**AIM OF THE EXERCISE:** These entries are to be set down again exactly.

**RECORDED DATA:**
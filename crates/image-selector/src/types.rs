//! Request and response types of the line protocol.
//!
//! Each request is one JSON object tagged by `command`; each response is one
//! JSON object with an `ok` flag, a human-readable `message` and optional
//! structured `data`.

use serde::{Deserialize, Serialize};
use serde_json::Value;

/// A single tool call.
#[derive(Debug, Clone, PartialEq, Deserialize)]
#[serde(tag = "command", rename_all = "snake_case")]
pub enum Request {
    /// Load a document, or switch to it if it is already open.
    Open { path: String },
    /// Status line per open document.
    Status,
    /// Rotate the active document clockwise by `delta` degrees.
    Rotate { delta: i32 },
    /// Fit the active document into the canvas.
    Fit {
        canvas_width: u32,
        canvas_height: u32,
    },
    /// Report the canvas scale and pan the UI uses for the active document.
    Viewport {
        scale: f64,
        #[serde(default)]
        pan_x: f64,
        #[serde(default)]
        pan_y: f64,
    },
    /// Record a drawn rectangle (display coordinates) on the active document.
    Record {
        x1: f64,
        y1: f64,
        x2: f64,
        y2: f64,
        mode: String,
    },
    /// Region list of the active document.
    Regions,
    /// Export all regions of all documents.
    Export,
    /// Names of exported files in the output directory.
    ListExported,
    WorkingDirectory,
}

/// Reply to one request.
#[derive(Debug, Clone, PartialEq, Serialize)]
pub struct Response {
    pub ok: bool,
    pub message: String,
    #[serde(skip_serializing_if = "Option::is_none")]
    pub data: Option<Value>,
}

impl Response {
    pub fn ok(message: impl Into<String>) -> Self {
        Self {
            ok: true,
            message: message.into(),
            data: None,
        }
    }

    pub fn ok_with(message: impl Into<String>, data: Value) -> Self {
        Self {
            ok: true,
            message: message.into(),
            data: Some(data),
        }
    }

    pub fn error(error: impl std::fmt::Display) -> Self {
        Self {
            ok: false,
            message: error.to_string(),
            data: None,
        }
    }

    /// Attach structured data to any response.
    pub fn with_data(mut self, data: Value) -> Self {
        self.data = Some(data);
        self
    }
}

#[cfg(test)]
mod tests {
    use super::*;

    #[test]
    fn test_parse_requests() {
        let req: Request = serde_json::from_str(r#"{"command":"open","path":"scan.pdf"}"#).unwrap();
        assert_eq!(
            req,
            Request::Open {
                path: "scan.pdf".to_string()
            }
        );

        let req: Request = serde_json::from_str(r#"{"command":"rotate","delta":-90}"#).unwrap();
        assert_eq!(req, Request::Rotate { delta: -90 });

        let req: Request =
            serde_json::from_str(r#"{"command":"viewport","scale":0.5}"#).unwrap();
        assert_eq!(
            req,
            Request::Viewport {
                scale: 0.5,
                pan_x: 0.0,
                pan_y: 0.0
            }
        );

        let req: Request = serde_json::from_str(
            r#"{"command":"record","x1":1,"y1":2,"x2":30.5,"y2":40,"mode":"text"}"#,
        )
        .unwrap();
        assert!(matches!(req, Request::Record { x2, .. } if x2 == 30.5));

        let req: Request = serde_json::from_str(r#"{"command":"list_exported"}"#).unwrap();
        assert_eq!(req, Request::ListExported);
    }

    #[test]
    fn test_parse_rejects_unknown_command() {
        assert!(serde_json::from_str::<Request>(r#"{"command":"delete"}"#).is_err());
        assert!(serde_json::from_str::<Request>(r#"{"command":"open"}"#).is_err());
    }

    #[test]
    fn test_response_json() {
        let json = serde_json::to_string(&Response::ok("fertig")).unwrap();
        assert_eq!(json, r#"{"ok":true,"message":"fertig"}"#);

        let response = Response::error("kaputt").with_data(Value::from(3));
        let json = serde_json::to_value(response).unwrap();
        assert_eq!(json["ok"], false);
        assert_eq!(json["data"], 3);
    }
}
//! Result of one export call.

use std::path::PathBuf;

use serde::{Deserialize, Serialize};

use crate::session::RegionMode;
use crate::SelectorError;

/// One region written to disk.
#[derive(Debug, Clone, PartialEq, Serialize, Deserialize)]
pub struct ExportedRegion {
    /// Source path of the owning document.
    pub document: PathBuf,
    /// 1-based region number within the document.
    pub index: usize,
    pub mode: RegionMode,
    pub image_file: PathBuf,
    /// Companion OCR file, text mode only.
    pub text_file: Option<PathBuf>,
}

impl ExportedRegion {
    /// All files written for this region.
    pub fn files(&self) -> impl Iterator<Item = &PathBuf> {
        std::iter::once(&self.image_file).chain(self.text_file.iter())
    }
}

/// A region that could not be exported.
#[derive(Debug, Clone, PartialEq, Serialize, Deserialize)]
pub struct RegionFailure {
    pub document: PathBuf,
    pub index: usize,
    pub error: String,
}

/// Successes, warnings and failures of one export call.
#[derive(Debug, Clone, PartialEq, Serialize, Deserialize)]
pub struct ExportManifest {
    /// `YYYYMMDD_HHMMSS`, shared by every file of this call.
    pub timestamp: String,
    pub output_dir: PathBuf,
    /// Number of documents in the exported session.
    pub document_count: usize,
    pub exported: Vec<ExportedRegion>,
    /// Degradations that did not prevent a region from being written.
    pub warnings: Vec<String>,
    pub failures: Vec<RegionFailure>,
}

impl ExportManifest {
    pub(crate) fn new(timestamp: String, output_dir: PathBuf, document_count: usize) -> Self {
        Self {
            timestamp,
            output_dir,
            document_count,
            exported: Vec::new(),
            warnings: Vec::new(),
            failures: Vec::new(),
        }
    }

    /// Number of files written (images plus text files).
    pub fn file_count(&self) -> usize {
        self.exported.iter().map(|r| r.files().count()).sum()
    }

    pub fn is_complete(&self) -> bool {
        self.failures.is_empty()
    }

    /// `ExportPartialFailure` listing every failed region, if any failed.
    pub fn failure_error(&self) -> Option<SelectorError> {
        if self.failures.is_empty() {
            None
        } else {
            Some(SelectorError::ExportPartialFailure(self.failures.clone()))
        }
    }
}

**PROBLEM SOLUTION:**
filename crates/image-selector/src/types.rs
//! Request and response types of the line protocol.
//!
//! Each request is one JSON object tagged by `command`; each response is one
//! JSON object with an `ok` flag, a human-readable `message` and optional
//! structured `data`.

use serde::{Deserialize, Serialize};
use serde_json::Value;

/// A single tool call.
#[derive(Debug, Clone, PartialEq, Deserialize)]
#[serde(tag = "command", rename_all = "snake_case")]
pub enum Request {
    /// Load a document, or switch to it if it is already open.
    Open { path: String },
    /// Status line per open document.
    Status,
    /// Rotate the active document clockwise by `delta` degrees.
    Rotate { delta: i32 },
    /// Fit the active document into the canvas.
    Fit {
        canvas_width: u32,
        canvas_height: u32,
    },
    /// Report the canvas scale and pan the UI uses for the active document.
    Viewport {
        scale: f64,
        #[serde(default)]
        pan_x: f64,
        #[serde(default)]
        pan_y: f64,
    },
    /// Record a drawn rectangle (display coordinates) on the active document.
    Record {
        x1: f64,
        y1: f64,
        x2: f64,
        y2: f64,
        mode: String,
    },
    /// Region list of the active document.
    Regions,
    /// Export all regions of all documents.
    Export,
    /// Names of exported files in the output directory.
    ListExported,
    WorkingDirectory,
}

/// Reply to one request.
#[derive(Debug, Clone, PartialEq, Serialize)]
pub struct Response {
    pub ok: bool,
    pub message: String,
    #[serde(skip_serializing_if = "Option::is_none")]
    pub data: Option<Value>,
}

impl Response {
    pub fn ok(message: impl Into<String>) -> Self {
        Self {
            ok: true,
            message: message.into(),
            data: None,
        }
    }

    pub fn ok_with(message: impl Into<String>, data: Value) -> Self {
        Self {
            ok: true,
            message: message.into(),
            data: Some(data),
        }
    }

    pub fn error(error: impl std::fmt::Display) -> Self {
        Self {
            ok: false,
            message: error.to_string(),
            data: None,
        }
    }

    /// Attach structured data to any response.
    pub fn with_data(mut self, data: Value) -> Self {
        self.data = Some(data);
        self
    }
}

#[cfg(test)]
mod tests {
    use super::*;

    #[test]
    fn test_parse_requests() {
        let req: Request = serde_json::from_str(r#"{"command":"open","path":"scan.pdf"}"#).unwrap();
        assert_eq!(
            req,
            Request::Open {
                path: "scan.pdf".to_string()
            }
        );

        let req: Request = serde_json::from_str(r#"{"command":"rotate","delta":-90}"#).unwrap();
        assert_eq!(req, Request::Rotate { delta: -90 });

        let req: Request =
            serde_json::from_str(r#"{"command":"viewport","scale":0.5}"#).unwrap();
        assert_eq!(
            req,
            Request::Viewport {
                scale: 0.5,
                pan_x: 0.0,
                pan_y: 0.0
            }
        );

        let req: Request = serde_json::from_str(
            r#"{"command":"record","x1":1,"y1":2,"x2":30.5,"y2":40,"mode":"text"}"#,
        )
        .unwrap();
        assert!(matches!(req, Request::Record { x2, .. } if x2 == 30.5));

        let req: Request = serde_json::from_str(r#"{"command":"list_exported"}"#).unwrap();
        assert_eq!(req, Request::ListExported);
    }

    #[test]
    fn test_parse_rejects_unknown_command() {
        assert!(serde_json::from_str::<Request>(r#"{"command":"delete"}"#).is_err());
        assert!(serde_json::from_str::<Request>(r#"{"command":"open"}"#).is_err());
    }

    #[test]
    fn test_response_json() {
        let json = serde_json::to_string(&Response::ok("fertig")).unwrap();
        assert_eq!(json, r#"{"ok":true,"message":"fertig"}"#);

        let response = Response::error("kaputt").with_data(Value::from(3));
        let json = serde_json::to_value(response).unwrap();
        assert_eq!(json["ok"], false);
        assert_eq!(json["data"], 3);
    }
}
//! Result of one export call.

use std::path::PathBuf;

use serde::{Deserialize, Serialize};

use crate::session::RegionMode;
use crate::SelectorError;

/// One region written to disk.
#[derive(Debug, Clone, PartialEq, Serialize, Deserialize)]
pub struct ExportedRegion {
    /// Source path of the owning document.
    pub document: PathBuf,
    /// 1-based region number within the document.
    pub index: usize,
    pub mode: RegionMode,
    pub image_file: PathBuf,
    /// Companion OCR file, text mode only.
    pub text_file: Option<PathBuf>,
}

impl ExportedRegion {
    /// All files written for this region.
    pub fn files(&self) -> impl Iterator<Item = &PathBuf> {
        std::iter::once(&self.image_file).chain(self.text_file.iter())
    }
}

/// A region that could not be exported.
#[derive(Debug, Clone, PartialEq, Serialize, Deserialize)]
pub struct RegionFailure {
    pub document: PathBuf,
    pub index: usize,
    pub error: String,
}

/// Successes, warnings and failures of one export call.
#[derive(Debug, Clone, PartialEq, Serialize, Deserialize)]
pub struct ExportManifest {
    /// `YYYYMMDD_HHMMSS`, shared by every file of this call.
    pub timestamp: String,
    pub output_dir: PathBuf,
    /// Number of documents in the exported session.
    pub document_count: usize,
    pub exported: Vec<ExportedRegion>,
    /// Degradations that did not prevent a region from being written.
    pub warnings: Vec<String>,
    pub failures: Vec<RegionFailure>,
}

impl ExportManifest {
    pub(crate) fn new(timestamp: String, output_dir: PathBuf, document_count: usize) -> Self {
        Self {
            timestamp,
            output_dir,
            document_count,
            exported: Vec::new(),
            warnings: Vec::new(),
            failures: Vec::new(),
        }
    }

    /// Number of files written (images plus text files).
    pub fn file_count(&self) -> usize {
        self.exported.iter().map(|r| r.files().count()).sum()
    }

    pub fn is_complete(&self) -> bool {
        self.failures.is_empty()
    }

    /// `ExportPartialFailure` listing every failed region, if any failed.
    pub fn failure_error(&self) -> Option<SelectorError> {
        if self.failures.is_empty() {
            None
        } else {
            Some(SelectorError::ExportPartialFailure(self.failures.clone()))
        }
    }
}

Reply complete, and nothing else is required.